** Records to process follows **
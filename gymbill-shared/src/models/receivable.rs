/// Receivable model and database operations
///
/// A receivable is money a member owes the tenant. Recurring receivables
/// carry the membership and period reference they were generated for; the
/// partial unique index on `(membership_id, period_reference)` guarantees a
/// single live invoice per membership per billing period.
///
/// # Schema
///
/// ```sql
/// CREATE TABLE receivables (
///     id UUID PRIMARY KEY DEFAULT gen_random_uuid(),
///     tenant_id UUID NOT NULL,
///     member_id UUID NOT NULL,
///     membership_id UUID REFERENCES memberships(id),
///     plan_id UUID REFERENCES plans(id),
///     discount_id UUID REFERENCES discounts(id),
///     due_date DATE NOT NULL,
///     original_amount NUMERIC(12, 2) NOT NULL,
///     discount_amount NUMERIC(12, 2) NOT NULL DEFAULT 0,
///     final_amount NUMERIC(12, 2) NOT NULL,
///     paid_amount NUMERIC(12, 2) NOT NULL DEFAULT 0,
///     remaining_amount NUMERIC(12, 2) NOT NULL,
///     status invoice_status NOT NULL DEFAULT 'pending',
///     period_reference VARCHAR(7),
///     category VARCHAR(100) NOT NULL DEFAULT 'membership',
///     notes TEXT,
///     payment_method payment_method,
///     paid_at TIMESTAMPTZ,
///     created_at TIMESTAMPTZ NOT NULL DEFAULT NOW(),
///     updated_at TIMESTAMPTZ NOT NULL DEFAULT NOW()
/// );
///
/// CREATE UNIQUE INDEX receivables_membership_period
///     ON receivables (membership_id, period_reference)
///     WHERE status <> 'cancelled';
/// ```

use super::cash_drawer::{MovementKind, NewMovement};
use super::invoice::{
    InvoiceAmounts, InvoiceBalance, InvoiceKind, InvoiceStatus, PaymentIntent, PaymentMethod,
};
use crate::calendar::PeriodReference;
use crate::error::{BillingError, BillingResult};
use chrono::{DateTime, NaiveDate, Utc};
use rust_decimal::Decimal;
use serde::{Deserialize, Serialize};
use sqlx::postgres::PgExecutor;
use uuid::Uuid;

/// Category of membership fees
pub const MEMBERSHIP_CATEGORY: &str = "membership";

/// Receivable model
#[derive(Debug, Clone, PartialEq, Serialize, Deserialize, sqlx::FromRow)]
pub struct Receivable {
    pub id: Uuid,
    pub tenant_id: Uuid,
    pub member_id: Uuid,
    pub membership_id: Option<Uuid>,
    pub plan_id: Option<Uuid>,
    pub discount_id: Option<Uuid>,
    pub due_date: NaiveDate,
    pub original_amount: Decimal,
    pub discount_amount: Decimal,
    pub final_amount: Decimal,
    pub paid_amount: Decimal,
    pub remaining_amount: Decimal,
    pub status: InvoiceStatus,

    /// Billing period ("MM/YYYY") for generated invoices
    pub period_reference: Option<PeriodReference>,

    pub category: String,
    pub notes: Option<String>,
    pub payment_method: Option<PaymentMethod>,
    pub paid_at: Option<DateTime<Utc>>,
    pub created_at: DateTime<Utc>,
    pub updated_at: DateTime<Utc>,
}

/// Input for creating a receivable
#[derive(Debug, Clone, Serialize, Deserialize)]
pub struct NewReceivable {
    pub tenant_id: Uuid,
    pub member_id: Uuid,
    pub membership_id: Option<Uuid>,
    pub plan_id: Option<Uuid>,
    pub discount_id: Option<Uuid>,
    pub due_date: NaiveDate,
    pub amounts: InvoiceAmounts,
    pub period_reference: Option<PeriodReference>,
    pub category: String,
    pub notes: Option<String>,
}

impl NewReceivable {
    /// Materializes a receivable, pending unless nothing is owed
    pub fn into_receivable(self, now: DateTime<Utc>) -> Receivable {
        let status = self.amounts.initial_status();
        Receivable {
            id: Uuid::new_v4(),
            tenant_id: self.tenant_id,
            member_id: self.member_id,
            membership_id: self.membership_id,
            plan_id: self.plan_id,
            discount_id: self.discount_id,
            due_date: self.due_date,
            original_amount: self.amounts.original,
            discount_amount: self.amounts.discount,
            final_amount: self.amounts.final_amount,
            paid_amount: Decimal::ZERO,
            remaining_amount: self.amounts.final_amount,
            status,
            period_reference: self.period_reference,
            category: self.category,
            notes: self.notes,
            payment_method: None,
            paid_at: (status == InvoiceStatus::Paid).then_some(now),
            created_at: now,
            updated_at: now,
        }
    }
}

impl Receivable {
    pub fn balance(&self) -> InvoiceBalance {
        InvoiceBalance {
            kind: InvoiceKind::Receivable,
            final_amount: self.final_amount,
            paid_amount: self.paid_amount,
            status: self.status,
        }
    }

    /// Applies a payment, returning the updated receivable
    ///
    /// Late fees and interest only apply to payables.
    ///
    /// # Errors
    ///
    /// See [`InvoiceBalance::settle`].
    pub fn apply_payment(&self, intent: &PaymentIntent, now: DateTime<Utc>) -> BillingResult<Self> {
        intent.validate()?;
        if !intent.adjustments().is_zero() {
            return Err(BillingError::validation(
                "late_fee",
                "late fee and interest are only accepted on payables",
            ));
        }

        let settlement = self.balance().settle(intent.amount, Decimal::ZERO)?;

        Ok(Receivable {
            final_amount: settlement.final_amount,
            paid_amount: settlement.paid_amount,
            remaining_amount: settlement.remaining_amount,
            status: settlement.status,
            payment_method: Some(intent.payment_method),
            paid_at: Some(intent.paid_at.unwrap_or(now)),
            updated_at: now,
            ..self.clone()
        })
    }

    /// Drawer inflow recording a payment against this receivable
    pub fn payment_movement(&self, intent: &PaymentIntent) -> NewMovement {
        let description = match &self.period_reference {
            Some(period) => format!("Payment received: {} {}", self.category, period),
            None => format!("Payment received: {}", self.category),
        };

        NewMovement {
            kind: MovementKind::In,
            amount: intent.amount,
            description,
            payment_method: intent.payment_method,
            category: self.category.clone(),
            receivable_id: Some(self.id),
            payable_id: None,
            created_by: intent.registered_by,
        }
    }

    /// Inserts a receivable built with [`NewReceivable::into_receivable`]
    ///
    /// # Errors
    ///
    /// A unique violation on `receivables_membership_period` means a live
    /// invoice already exists for the membership and period.
    pub async fn insert<'e, E>(executor: E, receivable: &Receivable) -> Result<Self, sqlx::Error>
    where
        E: PgExecutor<'e>,
    {
        sqlx::query_as::<_, Receivable>(
            r#"
            INSERT INTO receivables (id, tenant_id, member_id, membership_id, plan_id, discount_id,
                                     due_date, original_amount, discount_amount, final_amount,
                                     paid_amount, remaining_amount, status, period_reference,
                                     category, notes, paid_at, created_at, updated_at)
            VALUES ($1, $2, $3, $4, $5, $6, $7, $8, $9, $10, $11, $12, $13, $14, $15, $16, $17, $18, $18)
            RETURNING id, tenant_id, member_id, membership_id, plan_id, discount_id, due_date,
                      original_amount, discount_amount, final_amount, paid_amount,
                      remaining_amount, status, period_reference, category, notes,
                      payment_method, paid_at, created_at, updated_at
            "#,
        )
        .bind(receivable.id)
        .bind(receivable.tenant_id)
        .bind(receivable.member_id)
        .bind(receivable.membership_id)
        .bind(receivable.plan_id)
        .bind(receivable.discount_id)
        .bind(receivable.due_date)
        .bind(receivable.original_amount)
        .bind(receivable.discount_amount)
        .bind(receivable.final_amount)
        .bind(receivable.paid_amount)
        .bind(receivable.remaining_amount)
        .bind(receivable.status)
        .bind(&receivable.period_reference)
        .bind(&receivable.category)
        .bind(&receivable.notes)
        .bind(receivable.paid_at)
        .bind(receivable.created_at)
        .fetch_one(executor)
        .await
    }

    /// Finds a receivable by ID with tenant isolation
    pub async fn find_by_id_and_tenant<'e, E>(
        executor: E,
        id: Uuid,
        tenant_id: Uuid,
    ) -> Result<Option<Self>, sqlx::Error>
    where
        E: PgExecutor<'e>,
    {
        sqlx::query_as::<_, Receivable>(
            r#"
            SELECT id, tenant_id, member_id, membership_id, plan_id, discount_id, due_date,
                   original_amount, discount_amount, final_amount, paid_amount,
                   remaining_amount, status, period_reference, category, notes,
                   payment_method, paid_at, created_at, updated_at
            FROM receivables
            WHERE id = $1 AND tenant_id = $2
            "#,
        )
        .bind(id)
        .bind(tenant_id)
        .fetch_optional(executor)
        .await
    }

    /// Finds and row-locks a receivable (must run inside a transaction)
    pub async fn lock<'e, E>(executor: E, id: Uuid, tenant_id: Uuid) -> Result<Option<Self>, sqlx::Error>
    where
        E: PgExecutor<'e>,
    {
        sqlx::query_as::<_, Receivable>(
            r#"
            SELECT id, tenant_id, member_id, membership_id, plan_id, discount_id, due_date,
                   original_amount, discount_amount, final_amount, paid_amount,
                   remaining_amount, status, period_reference, category, notes,
                   payment_method, paid_at, created_at, updated_at
            FROM receivables
            WHERE id = $1 AND tenant_id = $2
            FOR UPDATE
            "#,
        )
        .bind(id)
        .bind(tenant_id)
        .fetch_optional(executor)
        .await
    }

    /// Finds the live (not cancelled) receivable for a membership period
    pub async fn find_for_period<'e, E>(
        executor: E,
        membership_id: Uuid,
        member_id: Uuid,
        plan_id: Uuid,
        period: &PeriodReference,
    ) -> Result<Option<Self>, sqlx::Error>
    where
        E: PgExecutor<'e>,
    {
        sqlx::query_as::<_, Receivable>(
            r#"
            SELECT id, tenant_id, member_id, membership_id, plan_id, discount_id, due_date,
                   original_amount, discount_amount, final_amount, paid_amount,
                   remaining_amount, status, period_reference, category, notes,
                   payment_method, paid_at, created_at, updated_at
            FROM receivables
            WHERE membership_id = $1
              AND member_id = $2
              AND plan_id = $3
              AND period_reference = $4
              AND status <> 'cancelled'
            LIMIT 1
            "#,
        )
        .bind(membership_id)
        .bind(member_id)
        .bind(plan_id)
        .bind(period)
        .fetch_optional(executor)
        .await
    }

    /// Persists the payment fields of a receivable returned by [`Receivable::apply_payment`]
    pub async fn save_payment<'e, E>(&self, executor: E) -> Result<(), sqlx::Error>
    where
        E: PgExecutor<'e>,
    {
        sqlx::query(
            r#"
            UPDATE receivables
            SET final_amount = $2, paid_amount = $3, remaining_amount = $4, status = $5,
                payment_method = $6, paid_at = $7, updated_at = $8
            WHERE id = $1
            "#,
        )
        .bind(self.id)
        .bind(self.final_amount)
        .bind(self.paid_amount)
        .bind(self.remaining_amount)
        .bind(self.status)
        .bind(self.payment_method)
        .bind(self.paid_at)
        .bind(self.updated_at)
        .execute(executor)
        .await?;
        Ok(())
    }

    /// Sets the status of a receivable
    pub async fn set_status<'e, E>(
        executor: E,
        id: Uuid,
        status: InvoiceStatus,
    ) -> Result<(), sqlx::Error>
    where
        E: PgExecutor<'e>,
    {
        sqlx::query("UPDATE receivables SET status = $2, updated_at = NOW() WHERE id = $1")
            .bind(id)
            .bind(status)
            .execute(executor)
            .await?;
        Ok(())
    }

    /// Marks pending receivables due before `today` as overdue
    ///
    /// Returns the number of receivables updated.
    pub async fn mark_overdue<'e, E>(
        executor: E,
        today: NaiveDate,
        tenant_id: Option<Uuid>,
    ) -> Result<u64, sqlx::Error>
    where
        E: PgExecutor<'e>,
    {
        let result = sqlx::query(
            r#"
            UPDATE receivables
            SET status = 'overdue', updated_at = NOW()
            WHERE status = 'pending'
              AND due_date < $1
              AND ($2::uuid IS NULL OR tenant_id = $2)
            "#,
        )
        .bind(today)
        .bind(tenant_id)
        .execute(executor)
        .await?;

        Ok(result.rows_affected())
    }
}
** End of Records to process **
- **Exercise details**:
Copy, from the data above, every line where the word "pending" appears.

- **Result for this exercise**:
///     status invoice_status NOT NULL DEFAULT 'pending',
    /// Materializes a receivable, pending unless nothing is owed
    /// Marks pending receivables due before `today` as overdue
            WHERE status = 'pending'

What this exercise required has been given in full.